● Work to be completed
Repeat the records. Keep every word and mark exactly as it is.

● Extracted information
★ ★ ★ ★
//! Typed memory entities.
//!
//! Entities are versioned records over a closed set of kinds:
//!
//! - **Architectural decisions** with status, consequences and alternatives
//! - **Deployment assessments** with a readiness score and blocking issues
//! - **Code components**, **knowledge artifacts**, **troubleshooting sessions**,
//!   **environment snapshots**, **security patterns**, **failure patterns**
//!
//! ## Example
//!
//! ```rust,ignore
//! use archmem_core::entity::{DecisionStatus, EntityInput, EntityPayload};
//!
//! let input = EntityInput::new(
//!     EntityPayload::decision(DecisionStatus::Accepted, "Use PostgreSQL"),
//!     "Primary datastore",
//! )
//! .with_stack(["node", "postgres"])
//! .with_confidence(0.9);
//!
//! let entity = store.upsert_entity(input)?;
//! assert_eq!(entity.version, 1);
//! ```

mod input;
mod payload;
mod types;
pub(crate) mod validate;

pub use input::EntityInput;
pub use payload::{
    ArtifactPayload, AssessmentPayload, ComponentPayload, DecisionPayload, DecisionStatus,
    EntityPayload, EnvironmentPayload, FailurePayload, SecurityPayload, TroubleshootingPayload,
};
pub use types::{
    AccessPattern, Entity, EntityContext, EntityId, EntityKind, Evolution, Origin,
    Transformation, Validation, MAX_ACCESS_CONTEXTS,
};
pub use validate::{DEFAULT_CONFIDENCE, DEFAULT_RELEVANCE};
★ ★ ★ ★
● Response to the exercise
//! Typed memory entities.
//!
//! Entities are versioned records over a closed set of kinds:
//!
//! - **Architectural decisions** with status, consequences and alternatives
//! - **Deployment assessments** with a readiness score and blocking issues
//! - **Code components**, **knowledge artifacts**, **troubleshooting sessions**,
//!   **environment snapshots**, **security patterns**, **failure patterns**
//!
//! ## Example
//!
//! ```rust,ignore
//! use archmem_core::entity::{DecisionStatus, EntityInput, EntityPayload};
//!
//! let input = EntityInput::new(
//!     EntityPayload::decision(DecisionStatus::Accepted, "Use PostgreSQL"),
//!     "Primary datastore",
//! )
//! .with_stack(["node", "postgres"])
//! .with_confidence(0.9);
//!
//! let entity = store.upsert_entity(input)?;
//! assert_eq!(entity.version, 1);
//! ```

mod input;
mod payload;
mod types;
pub(crate) mod validate;

pub use input::EntityInput;
pub use payload::{
    ArtifactPayload, AssessmentPayload, ComponentPayload, DecisionPayload, DecisionStatus,
    EntityPayload, EnvironmentPayload, FailurePayload, SecurityPayload, TroubleshootingPayload,
};
pub use types::{
    AccessPattern, Entity, EntityContext, EntityId, EntityKind, Evolution, Origin,
    Transformation, Validation, MAX_ACCESS_CONTEXTS,
};
pub use validate::{DEFAULT_CONFIDENCE, DEFAULT_RELEVANCE};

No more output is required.